Le Département de la Sécurité intérieure des États-Unis (DHS) aurait suspendu les demandes de carte verte déposées par les immigrants ayant obtenu le statut de réfugié ou d'asile. Cette mesure est liée à deux décrets pris par le président américain Donald Trump plus tôt cette année.
De plus, les services de citoyenneté et d'immigration des États-Unis (USCIS) auraient également ordonné à leurs fonctionnaires de suspendre le traitement des demandes de résidence permanente légale aux États-Unis, ce qui placerait les réfugiés et les demandeurs d'asile dans un état de « vide juridique ». On ignore quand ni si le traitement reprendra.
Le Département de la sécurité intérieure (DHS) a annoncé une « suspension temporaire de la finalisation de demandes spécifiques d’ajustement de statut pendant que des contrôles et des vérifications supplémentaires sont effectués pour détecter d’éventuelles fraudes, des problèmes de sécurité publique ou des risques pour la sécurité nationale, conformément » aux mesures exécutives mises en œuvre par Trump.
Cette décision est particulièrement associée aux décrets exécutifs visant à protéger les États-Unis des « terroristes étrangers » et de diverses autres menaces.
La carte verte, officiellement appelée carte de résident permanent, est un document d'identification attestant du statut de résident permanent d'une personne aux États-Unis. Les titulaires d'une carte verte sont officiellement reconnus comme résidents permanents légaux (RPL). En 2024, on estimait qu'environ 12.8 millions de titulaires de carte verte résidaient aux États-Unis, dont environ 8.7 millions étaient potentiellement éligibles à la citoyenneté.

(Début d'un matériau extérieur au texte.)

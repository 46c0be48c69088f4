use redis::aio::ConnectionManager;
use serde::{Deserialize, Serialize};
use std::sync::Arc;
use std::time::Duration;
use thiserror::Error;

use crate::models::Profile;

/// Errors that can occur with session store operations
#[derive(Debug, Error)]
pub enum SessionError {
    #[error("Redis error: {0}")]
    RedisError(#[from] redis::RedisError),

    #[error("Serialization error: {0}")]
    SerializationError(#[from] serde_json::Error),

    #[error("Session key missing: {0}")]
    Missing(String),
}

/// Per-user key-value store
///
/// Plain values go through two tiers: a moka L1 in front of Redis. L1 is
/// per instance, so a value written elsewhere can lag here until the L1
/// entry expires. Connection lists skip L1 and go straight to Redis.
pub struct SessionStore {
    redis: Arc<tokio::sync::Mutex<ConnectionManager>>,
    l1_cache: moka::future::Cache<String, Vec<u8>>,
    ttl_secs: u64,
}

impl SessionStore {
    pub async fn new(redis_url: &str, l1_size: u64, ttl_secs: u64) -> Result<Self, SessionError> {
        let client = redis::Client::open(redis_url)?;
        let redis = redis::aio::ConnectionManager::new(client).await?;

        let l1_cache = moka::future::CacheBuilder::new(l1_size)
            .time_to_live(Duration::from_secs(ttl_secs))
            .build();

        Ok(Self {
            redis: Arc::new(tokio::sync::Mutex::new(redis)),
            l1_cache,
            ttl_secs,
        })
    }

    /// Get a value (L1 first, then Redis)
    pub async fn get<T>(&self, key: &str) -> Result<T, SessionError>
    where
        T: for<'de> Deserialize<'de>,
    {
        if let Some(bytes) = self.l1_cache.get(key).await {
            tracing::trace!("L1 session hit: {}", key);
            return Ok(serde_json::from_slice(&bytes)?);
        }

        let mut conn = self.redis.lock().await;
        let value: Option<String> = redis::cmd("GET")
            .arg(key)
            .query_async(&mut *conn)
            .await?;
        drop(conn);

        if let Some(json) = value {
            tracing::trace!("Redis session hit: {}", key);
            self.l1_cache
                .insert(key.to_string(), json.as_bytes().to_vec())
                .await;
            return Ok(serde_json::from_str(&json)?);
        }

        tracing::trace!("Session miss: {}", key);
        Err(SessionError::Missing(key.to_string()))
    }

    /// Set a value in both tiers, refreshing the TTL
    pub async fn set<T>(&self, key: &str, value: &T) -> Result<(), SessionError>
    where
        T: Serialize,
    {
        let json = serde_json::to_string(value)?;

        self.l1_cache
            .insert(key.to_string(), json.as_bytes().to_vec())
            .await;

        let mut conn = self.redis.lock().await;
        let _: () = redis::cmd("SETEX")
            .arg(key)
            .arg(self.ttl_secs)
            .arg(json)
            .query_async(&mut *conn)
            .await?;

        tracing::trace!("Session set: {}", key);
        Ok(())
    }

    /// Remove a value from both tiers
    pub async fn remove(&self, key: &str) -> Result<(), SessionError> {
        self.l1_cache.invalidate(key).await;

        let mut conn = self.redis.lock().await;
        let _: () = redis::cmd("DEL")
            .arg(key)
            .query_async(&mut *conn)
            .await?;
        Ok(())
    }

    /// Connected profiles for a user, empty when none are stored
    ///
    /// Connections live in a Redis hash keyed by target email and bypass L1,
    /// so every instance sees the same list. Ordered by target email.
    pub async fn connections(&self, email: &str) -> Result<Vec<Profile>, SessionError> {
        let key = SessionKey::connections(email);

        let mut conn = self.redis.lock().await;
        let values: Vec<String> = redis::cmd("HVALS")
            .arg(&key)
            .query_async(&mut *conn)
            .await?;
        drop(conn);

        decode_connections(values)
    }

    /// Store a connection; returns the updated list
    ///
    /// `HSETNX` makes the add atomic, so concurrent adds for one user never
    /// overwrite each other and a repeated target keeps its first snapshot.
    pub async fn add_connection(
        &self,
        email: &str,
        target: Profile,
    ) -> Result<Vec<Profile>, SessionError> {
        let key = SessionKey::connections(email);
        let json = serde_json::to_string(&target)?;

        let mut conn = self.redis.lock().await;
        let added: bool = redis::cmd("HSETNX")
            .arg(&key)
            .arg(&target.email)
            .arg(json)
            .query_async(&mut *conn)
            .await?;
        let _: () = redis::cmd("EXPIRE")
            .arg(&key)
            .arg(self.ttl_secs)
            .query_async(&mut *conn)
            .await?;
        drop(conn);

        if added {
            tracing::debug!("User {} connected with {}", email, target.email);
        }

        self.connections(email).await
    }

    /// Drop a connection; returns whether one was removed and the updated list
    ///
    /// Redis deletes the hash once its last field is gone.
    pub async fn remove_connection(
        &self,
        email: &str,
        target_email: &str,
    ) -> Result<(bool, Vec<Profile>), SessionError> {
        let key = SessionKey::connections(email);

        let mut conn = self.redis.lock().await;
        let removed: i64 = redis::cmd("HDEL")
            .arg(&key)
            .arg(target_email)
            .query_async(&mut *conn)
            .await?;
        drop(conn);

        Ok((removed > 0, self.connections(email).await?))
    }
}

/// Decode stored connection snapshots, ordered by target email
pub fn decode_connections(values: Vec<String>) -> Result<Vec<Profile>, SessionError> {
    let mut list = values
        .iter()
        .map(|json| serde_json::from_str::<Profile>(json))
        .collect::<Result<Vec<_>, _>>()?;

    list.sort_by(|a, b| a.email.cmp(&b.email));
    Ok(list)
}

/// Session key builder
pub struct SessionKey;

impl SessionKey {
    /// Build a key for a user's connected profiles
    pub fn connections(email: &str) -> String {
        format!("connections:{}", email)
    }
}

#[cfg(test)]
mod tests {
    use super::*;

    #[test]
    fn test_session_key_builder() {
        assert_eq!(SessionKey::connections("a@mail.com"), "connections:a@mail.com");
    }

    #[test]
    fn test_decode_connections_orders_by_email() {
        let values = vec![
            serde_json::to_string(&Profile::new("c@mail.com", "C")).unwrap(),
            serde_json::to_string(&Profile::new("b@mail.com", "B")).unwrap(),
        ];

        let list = decode_connections(values).unwrap();

        assert_eq!(list[0].email, "b@mail.com");
        assert_eq!(list[1].email, "c@mail.com");
    }

    #[test]
    fn test_decode_connections_rejects_corrupt_entry() {
        let values = vec!["{not json".to_string()];

        assert!(matches!(
            decode_connections(values),
            Err(SessionError::SerializationError(_))
        ));
    }

    #[tokio::test]
    #[ignore = "Requires Redis"]
    async fn test_session_set_get_remove() {
        let store = SessionStore::new("redis://127.0.0.1:6379", 1000, 60)
            .await
            .expect("Failed to create session store");

        let key = "test_session_key";
        store.set(key, &vec!["a", "b"]).await.unwrap();
        let result: Vec<String> = store.get(key).await.unwrap();
        assert_eq!(result, vec!["a", "b"]);

        store.remove(key).await.unwrap();
        assert!(matches!(
            store.get::<Vec<String>>(key).await,
            Err(SessionError::Missing(_))
        ));
    }

    #[tokio::test]
    #[ignore = "Requires Redis"]
    async fn test_connection_round_trip() {
        let store = SessionStore::new("redis://127.0.0.1:6379", 1000, 60)
            .await
            .expect("Failed to create session store");

        let email = "session-test@skillx.local";
        store.remove(&SessionKey::connections(email)).await.unwrap();

        store.add_connection(email, Profile::new("t@mail.com", "T")).await.unwrap();
        assert_eq!(store.connections(email).await.unwrap().len(), 1);

        let (removed, remaining) = store.remove_connection(email, "t@mail.com").await.unwrap();
        assert!(removed);
        assert!(remaining.is_empty());
    }

    #[tokio::test]
    #[ignore = "Requires Redis"]
    async fn test_concurrent_adds_both_survive() {
        let store = SessionStore::new("redis://127.0.0.1:6379", 1000, 60)
            .await
            .expect("Failed to create session store");

        let email = "concurrent-test@skillx.local";
        store.remove(&SessionKey::connections(email)).await.unwrap();

        let (first, second) = tokio::join!(
            store.add_connection(email, Profile::new("x@mail.com", "X")),
            store.add_connection(email, Profile::new("y@mail.com", "Y")),
        );
        first.unwrap();
        second.unwrap();

        let emails: Vec<String> = store
            .connections(email)
            .await
            .unwrap()
            .into_iter()
            .map(|p| p.email)
            .collect();
        assert_eq!(emails, vec!["x@mail.com", "y@mail.com"]);

        // A repeated target keeps the first snapshot
        let list = store
            .add_connection(email, Profile::new("x@mail.com", "X again"))
            .await
            .unwrap();
        assert_eq!(list.len(), 2);
        assert_eq!(list[0].name, "X");

        store.remove(&SessionKey::connections(email)).await.unwrap();
    }

    #[tokio::test]
    #[ignore = "Requires Redis"]
    async fn test_removal_visible_to_other_store() {
        let first = SessionStore::new("redis://127.0.0.1:6379", 1000, 60)
            .await
            .expect("Failed to create session store");
        let second = SessionStore::new("redis://127.0.0.1:6379", 1000, 60)
            .await
            .expect("Failed to create session store");

        let email = "two-instances@skillx.local";
        first.remove(&SessionKey::connections(email)).await.unwrap();

        first.add_connection(email, Profile::new("t@mail.com", "T")).await.unwrap();
        assert_eq!(second.connections(email).await.unwrap().len(), 1);

        let (removed, _) = second.remove_connection(email, "t@mail.com").await.unwrap();
        assert!(removed);
        assert!(first.connections(email).await.unwrap().is_empty());
    }
}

Les titulaires d'une carte verte ont le droit de demander la citoyenneté américaine après avoir démontré, par des preuves solides, qu'ils ont résidé sans interruption aux États-Unis pendant une période allant d'un à cinq ans et qu'ils jouissent d'une bonne moralité. De plus, les personnes de moins de 18 ans acquièrent automatiquement la citoyenneté américaine si au moins un de leurs parents est citoyen américain.
Le terme « carte verte » provient de sa couleur verdâtre historique. Elle était auparavant connue sous le nom de « certificat d'enregistrement d'étranger » ou « carte de récépissé d'enregistrement d'étranger ». Sauf circonstances exceptionnelles, les immigrants âgés de 18 ans et plus peuvent être condamnés à une peine d'emprisonnement pouvant aller jusqu'à 30 jours s'ils ne présentent pas leur carte verte.
Les Services de citoyenneté et d'immigration des États-Unis (USCIS) sont chargés de statuer sur les demandes de carte verte. Cependant, dans certaines situations, un juge de l'immigration ou un membre de la Commission des recours en matière d'immigration (BIA), agissant au nom du procureur général des États-Unis, peut accorder la résidence permanente pendant la procédure d'expulsion. De plus, tout juge fédéral habilité a le pouvoir de prononcer une injonction.
Il y a quelques jours, le DHS a également ordonné à plus de 500,000 30 migrants en provenance de Cuba, d’Haïti, du Nicaragua et du Venezuela – qui étaient entrés aux États-Unis grâce au programme de libération conditionnelle mis en place par l’ancien président Joe Biden – de quitter les États-Unis dans les XNUMX jours ou d’être expulsés de force.
Depuis son entrée en fonction en janvier 2025, Trump a promulgué de nombreux décrets visant à inverser les politiques d’immigration établies sous l’administration Biden et à mettre en œuvre des réglementations d’immigration plus strictes.
Ces mesures comprenaient un contrôle accru des demandeurs de visa, des restrictions sur la citoyenneté de naissance, le déploiement de forces militaires pour sécuriser la frontière sud et la construction de barrières supplémentaires.
Entre-temps, le président Trump a lancé une nouvelle initiative d'immigration, la « Gold Card », conçue pour offrir aux plus riches du monde un raccourci vers la résidence et la citoyenneté américaines en échange de 5 millions de dollars. Il a présenté ce programme comme un moyen d'attirer des immigrants aisés qui stimuleraient l'économie.
« Ils dépenseront beaucoup d'argent, paieront beaucoup d'impôts et emploieront beaucoup de monde », a déclaré Trump. Selon le secrétaire américain au Commerce, Howard Lutnick, cette proposition remplacerait l'actuel programme EB-5 pour les investisseurs immigrants, qu'il a qualifié de « bourré d'absurdités, de faux-semblants et de fraudes ».